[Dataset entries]
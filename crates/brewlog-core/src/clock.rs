//! Wall-clock interface consumed by the datalogger schedule

/// Calendar time as reported by the real-time clock.
#[derive(Debug, Clone, Copy, Default, PartialEq, Eq)]
pub struct TimeAndDate {
    pub year: u16,
    pub month: u8,
    pub day: u8,
    /// Day of week, 1-7
    pub dow: u8,
    pub hour: u8,
    pub minute: u8,
    pub second: u8,
}

impl TimeAndDate {
    /// Convenience constructor for the fields the datalogger actually stores.
    pub const fn at(month: u8, day: u8, hour: u8, minute: u8) -> Self {
        Self {
            year: 0,
            month,
            day,
            dow: 1,
            hour,
            minute,
            second: 0,
        }
    }
}

/// Source of the current wall-clock time.
///
/// Minute granularity drives all datalogger scheduling.
pub trait Clock {
    fn now(&mut self) -> TimeAndDate;
}
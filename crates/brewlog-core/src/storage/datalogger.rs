use log::{debug, error, info, warn};

use super::accumulator::RunningAverage;
use super::device::{BlockDevice, StagingBuffer};
use super::record::{self, MAX_RECORD_SIZE, RECORD_SIZE};
use super::scanner::{self, RecordReader, ScanOutcome, StoredRecord};
use super::schedule::Schedule;
use super::{DataSet, ERASED_BYTE, PAGE_SIZE, Payload, Timestamp};
use crate::clock::{Clock, TimeAndDate};
use crate::config::{DataloggerConfig, InitMode};
use crate::error::{ConfigError, DataloggerError};
use crate::sampling::SampleSource;

#[derive(Debug, Clone, Copy, PartialEq, Eq)]
pub enum LoggerState {
    Uninitialized,
    Initialized,
    Started,
    /// The device was full and restarting was not allowed
    Failed,
}

/// Position where the next record will be written.
#[derive(Debug, Clone, Copy, PartialEq, Eq)]
pub struct Cursor {
    pub page: u16,
    pub offset: u16,
    /// Staging buffer collecting the current page
    pub buffer: StagingBuffer,
}

impl Cursor {
    const fn origin() -> Self {
        Self {
            page: 0,
            offset: 0,
            buffer: StagingBuffer::One,
        }
    }
}

#[derive(Debug, Clone, Copy, PartialEq, Eq)]
pub enum InitOutcome {
    /// Append requested and nothing was found on the device
    Empty,
    /// Append requested and logging continues after existing records
    Resumed { page: u16, offset: u16 },
    /// Logging starts over at page 0
    Overwritten,
    /// Append requested, the device was full, and logging starts over at page 0
    RestartedAfterFull,
}

#[derive(Debug, Clone, Copy, PartialEq, Eq)]
pub enum AppendOutcome {
    /// The logger is not initialized; nothing was written
    Skipped,
    /// The record is in the staging buffer; `offset` is the new cursor offset
    Buffered { offset: u16 },
    /// The record filled the page and the buffer was committed to `page`
    PageCommitted { page: u16 },
}

#[derive(Debug, Clone, Copy, PartialEq, Eq)]
pub enum FlushOutcome {
    Skipped,
    Committed { page: u16, status: u8 },
}

/// What a call to [`Datalogger::process`] did.
#[derive(Debug, Clone, Copy, Default, PartialEq, Eq)]
pub struct Tick {
    pub sampled: bool,
    pub saved: Option<AppendOutcome>,
}

/// Append-only datalogger over a dual-buffer page flash.
///
/// ## Lifecycle
///
/// `Uninitialized → Initialized → Started`. [`initialize`](Self::initialize)
/// positions the cursor, [`start`](Self::start) arms the minute schedule and
/// [`process`](Self::process) is then called from the main loop at least once
/// a minute. Until the logger is initialized every write path is a silent
/// no-op.
///
/// ## Usage
///
/// ```rust,ignore
/// let mut logger = Datalogger::new(flash, DataloggerConfig::default())?;
/// logger.initialize(InitMode::APPEND | InitMode::RESTART_IF_FULL)?;
/// logger.start(clock.now().minute);
///
/// loop {
///     logger.poll(&mut clock, &mut sensors)?;
/// }
/// ```
pub struct Datalogger<D: BlockDevice> {
    device: D,
    config: DataloggerConfig,
    state: LoggerState,
    cursor: Cursor,
    average: RunningAverage,
    schedule: Schedule,
    integrity_faults: u16,
    failed_samples: u32,
}

impl<D: BlockDevice> Datalogger<D> {
    pub fn new(device: D, config: DataloggerConfig) -> Result<Self, ConfigError> {
        config.validate()?;

        Ok(Self {
            device,
            config,
            state: LoggerState::Uninitialized,
            cursor: Cursor::origin(),
            average: RunningAverage::new(),
            schedule: Schedule::starting_at(0, &config),
            integrity_faults: 0,
            failed_samples: 0,
        })
    }

    pub fn state(&self) -> LoggerState {
        self.state
    }

    pub fn is_initialized(&self) -> bool {
        matches!(self.state, LoggerState::Initialized | LoggerState::Started)
    }

    pub fn cursor(&self) -> Cursor {
        self.cursor
    }

    pub fn config(&self) -> &DataloggerConfig {
        &self.config
    }

    pub fn average(&self) -> &RunningAverage {
        &self.average
    }

    pub fn schedule(&self) -> &Schedule {
        &self.schedule
    }

    /// Integrity problems seen by resume scans since construction
    pub fn integrity_faults(&self) -> u16 {
        self.integrity_faults
    }

    /// Sample reads that failed and were left out of the average
    pub fn failed_samples(&self) -> u32 {
        self.failed_samples
    }

    pub fn device(&self) -> &D {
        &self.device
    }

    pub fn device_mut(&mut self) -> &mut D {
        &mut self.device
    }

    /// Give the device back, dropping any records not yet committed.
    pub fn release(self) -> D {
        self.device
    }

    /// Position the append cursor according to `mode`.
    ///
    /// With [`InitMode::APPEND`] the device is scanned for the first free slot.
    /// A full device restarts at page 0 when [`InitMode::RESTART_IF_FULL`] is
    /// set; otherwise the logger ends up [`LoggerState::Failed`] and
    /// [`DataloggerError::DeviceFull`] is returned. Any other mode starts over
    /// at page 0.
    pub fn initialize(&mut self, mode: InitMode) -> Result<InitOutcome, DataloggerError<D::Error>> {
        self.state = LoggerState::Uninitialized;
        self.cursor = Cursor::origin();

        debug!("Record size: {} bytes", RECORD_SIZE);
        debug!("Records per page: {}", PAGE_SIZE / RECORD_SIZE);

        let outcome = if mode.contains(InitMode::APPEND) {
            let report = scanner::locate_resume_point(&mut self.device, self.cursor.buffer.other())
                .map_err(DataloggerError::device)?;
            self.integrity_faults = self.integrity_faults.saturating_add(report.integrity_faults);

            match report.outcome {
                ScanOutcome::Empty => InitOutcome::Empty,
                ScanOutcome::ResumeAt { page, offset } => {
                    self.cursor.page = page;
                    self.cursor.offset = offset;
                    InitOutcome::Resumed { page, offset }
                }
                ScanOutcome::Full if mode.contains(InitMode::RESTART_IF_FULL) => {
                    warn!("Device full, restarting data collection at page 0");
                    InitOutcome::RestartedAfterFull
                }
                ScanOutcome::Full => {
                    error!("Device full, data collection not started");
                    self.state = LoggerState::Failed;
                    return Err(DataloggerError::DeviceFull);
                }
            }
        } else {
            InitOutcome::Overwritten
        };

        self.prepare_active_buffer()?;
        self.state = LoggerState::Initialized;

        info!(
            "Starting data collection in page {:#06X} at offset {:#06X}",
            self.cursor.page, self.cursor.offset
        );
        Ok(outcome)
    }

    /// Arm the minute schedule from the current clock minute.
    ///
    /// Clears the pending average, time fields included. Does nothing unless
    /// the logger is initialized.
    pub fn start(&mut self, minute: u8) -> bool {
        if !self.is_initialized() {
            debug!("start ignored: datalogger not initialized");
            return false;
        }

        self.schedule = Schedule::starting_at(minute, &self.config);
        self.average.reset();
        self.state = LoggerState::Started;

        info!(
            "Time is {} min, next data set at {} min, next save at {} min",
            minute,
            self.schedule.next_sample_minute(),
            self.schedule.next_save_minute()
        );
        true
    }

    /// Run the sample and save schedule for the current time.
    ///
    /// Safe to call many times per minute: each phase fires once on its
    /// minute and then moves on to the next one.
    pub fn process<S: SampleSource>(
        &mut self,
        now: &TimeAndDate,
        source: &mut S,
    ) -> Result<Tick, DataloggerError<D::Error>> {
        let mut tick = Tick::default();
        if self.state != LoggerState::Started {
            return Ok(tick);
        }

        if self.schedule.sample_due(now.minute) {
            match source.read_sample() {
                Ok(sample) => {
                    self.average.fold_in(&sample);
                    tick.sampled = true;
                    debug!(
                        "Sample {} folded: {}",
                        self.average.samples(),
                        DataSet::from_payload(self.average.payload())
                    );
                }
                Err(e) => {
                    self.failed_samples = self.failed_samples.saturating_add(1);
                    warn!("Skipping sample at minute {}: {}", now.minute, e);
                }
            }
            self.schedule.advance_sample();
            debug!("Next time to take data at {} min", self.schedule.next_sample_minute());
        }

        if self.schedule.save_due(now.minute) {
            self.average.stamp(Timestamp {
                month: now.month,
                day: now.day,
                hour: now.hour,
                minute: now.minute,
            });

            let payload = *self.average.payload();
            let outcome = self.append_record(&payload)?;
            info!("Saving at min {}: {}", now.minute, DataSet::from_payload(&payload));

            self.schedule.advance_save();
            debug!("Next time to save data at {} min", self.schedule.next_save_minute());

            self.average.reset();
            tick.saved = Some(outcome);
        }

        Ok(tick)
    }

    /// Read the clock and run [`process`](Self::process).
    pub fn poll<C: Clock, S: SampleSource>(
        &mut self,
        clock: &mut C,
        source: &mut S,
    ) -> Result<Tick, DataloggerError<D::Error>> {
        let now = clock.now();
        self.process(&now, source)
    }

    /// Write one record at the cursor.
    ///
    /// When the next record would no longer fit in the page, the active
    /// buffer is committed, the buffers swap and the cursor moves to the
    /// start of the next page, wrapping to page 0 after the last one.
    pub fn append_record(
        &mut self,
        payload: &Payload,
    ) -> Result<AppendOutcome, DataloggerError<D::Error>> {
        if !self.is_initialized() {
            debug!("append ignored: datalogger not initialized");
            return Ok(AppendOutcome::Skipped);
        }

        let encoded = record::encode(payload);
        self.device
            .buffer_write(self.cursor.buffer, self.cursor.offset, &encoded)
            .map_err(DataloggerError::device)?;

        // The cursor only moves once the record is safely staged, so a failed
        // append can be retried at the same offset.
        let next_offset = self.cursor.offset + RECORD_SIZE as u16;
        debug!(
            "Buffer {:?}, page {}, offset {}",
            self.cursor.buffer, self.cursor.page, next_offset
        );

        if next_offset as usize + MAX_RECORD_SIZE > PAGE_SIZE {
            let page = self.commit_page()?;
            return Ok(AppendOutcome::PageCommitted { page });
        }

        self.cursor.offset = next_offset;
        Ok(AppendOutcome::Buffered {
            offset: next_offset,
        })
    }

    /// Commit the partially filled page and wait for the chip.
    ///
    /// Call before a reset or an expected power loss. The cursor does not
    /// move, so later records keep filling the same page.
    pub fn flush(&mut self) -> Result<FlushOutcome, DataloggerError<D::Error>> {
        if !self.is_initialized() {
            return Ok(FlushOutcome::Skipped);
        }

        let page = self.cursor.page;
        self.device
            .commit_buffer_to_page(self.cursor.buffer, page)
            .map_err(DataloggerError::device)?;
        let status = self.device.wait_ready().map_err(DataloggerError::device)?;

        info!("Flushed buffer {:?} to page {}", self.cursor.buffer, page);
        Ok(FlushOutcome::Committed { page, status })
    }

    /// Committed records in write order.
    pub fn records(&mut self) -> RecordReader<'_, D> {
        let scratch = self.cursor.buffer.other();
        RecordReader::new(&mut self.device, scratch)
    }

    /// Up to `count` committed records from the start of the device.
    pub fn read_back<const N: usize>(
        &mut self,
        count: usize,
    ) -> Result<heapless::Vec<StoredRecord, N>, DataloggerError<D::Error>> {
        let mut out = heapless::Vec::new();

        for record in self.records().take(count.min(N)) {
            let record = record.map_err(DataloggerError::device)?;
            if out.push(record).is_err() {
                break;
            }
        }

        Ok(out)
    }

    /// The `index`-th committed record in `page`.
    pub fn retrieve(
        &mut self,
        page: u16,
        index: u16,
    ) -> Result<Option<StoredRecord>, DataloggerError<D::Error>> {
        let scratch = self.cursor.buffer.other();
        scanner::retrieve(&mut self.device, scratch, page, index).map_err(DataloggerError::device)
    }

    fn commit_page(&mut self) -> Result<u16, DataloggerError<D::Error>> {
        let page = self.cursor.page;
        info!("Writing buffer {:?} to page {}", self.cursor.buffer, page);

        self.device
            .commit_buffer_to_page(self.cursor.buffer, page)
            .map_err(DataloggerError::device)?;

        let next_buffer = self.cursor.buffer.other();
        self.erase_buffer(next_buffer)?;

        self.cursor = Cursor {
            page: self.next_page(page),
            offset: 0,
            buffer: next_buffer,
        };
        Ok(page)
    }

    fn next_page(&self, page: u16) -> u16 {
        if page >= self.device.last_page() { 0 } else { page + 1 }
    }

    // The staging buffer is committed whole, so it must hold the page's
    // existing records (or erased bytes) before new ones are added.
    fn prepare_active_buffer(&mut self) -> Result<(), DataloggerError<D::Error>> {
        if self.cursor.offset == 0 {
            return self.erase_buffer(self.cursor.buffer);
        }

        self.device
            .load_page_to_buffer(self.cursor.buffer, self.cursor.page)
            .map_err(DataloggerError::device)?;
        self.device.wait_ready().map_err(DataloggerError::device)?;
        Ok(())
    }

    fn erase_buffer(&mut self, buffer: StagingBuffer) -> Result<(), DataloggerError<D::Error>> {
        let blank = [ERASED_BYTE; 48];
        let mut offset = 0;

        while offset < PAGE_SIZE {
            let len = (PAGE_SIZE - offset).min(blank.len());
            self.device
                .buffer_write(buffer, offset as u16, &blank[..len])
                .map_err(DataloggerError::device)?;
            offset += len;
        }
        Ok(())
    }
}
//! Hardware-independent core library for the brewing heater datalogger
//!
//! This crate contains the platform-agnostic logic that turns periodic sensor
//! samples into averaged records on page-erase serial flash: the on-media
//! record format, the resume scanner, the append engine and its minute
//! schedule, and the running-average preprocessing stage.
//!
//! It is `#![no_std]` with `extern crate alloc` so it compiles on both the
//! microcontroller target and desktop hosts (for the simulator and tests). The `std` feature adds `std::error::Error`
//! impls to the error types for hosted callers.

#![no_std]

extern crate alloc;
#[cfg(feature = "std")]
extern crate std;

pub mod clock;
pub mod config;
pub mod error;
pub mod sampling;
pub mod storage;
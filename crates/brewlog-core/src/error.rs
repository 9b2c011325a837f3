//! Error types shared across the datalogger

use thiserror_no_std::Error;

/// Errors reported by the datalogger engine.
///
/// Use of an engine that is not initialized is not an error: those calls are
/// silent no-ops and report `Skipped` through their outcome types.
#[derive(Error, Debug, PartialEq, Eq)]
pub enum DataloggerError<E> {
    #[error("storage device error: {0:?}")]
    Device(E),
    #[error("no free slot left on the device and restart-if-full is not set")]
    DeviceFull,
}

impl<E> DataloggerError<E> {
    pub(crate) fn device(error: E) -> Self {
        Self::Device(error)
    }
}

/// Rejected [`DataloggerConfig`](crate::config::DataloggerConfig) values.
#[derive(Error, Debug, Clone, Copy, PartialEq, Eq)]
pub enum ConfigError {
    #[error("sample interval must be nonzero, below 60 and divide 60 (got {0} min)")]
    InvalidSampleInterval(u8),
    #[error("save interval must be nonzero, below 60 and divide 60 (got {0} min)")]
    InvalidSaveInterval(u8),
}

/// Failure to acquire a raw data set from the sensors.
#[derive(Error, Debug, Clone, Copy, PartialEq, Eq)]
pub enum SampleError {
    #[error("sensor conversion timed out")]
    Timeout,
    #[error("sensor read failed")]
    ReadError,
}

/// Failure of a bounded ready poll.
#[derive(Error, Debug, PartialEq, Eq)]
pub enum WaitError<E> {
    #[error("storage device error: {0:?}")]
    Device(E),
    #[error("device still busy after {0} us")]
    Timeout(u32),
}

**EXERCISE AIM:**
Note how many lines of the records contain the string "RecordReader", and give that number with nothing added.

**OUTPUT:**
3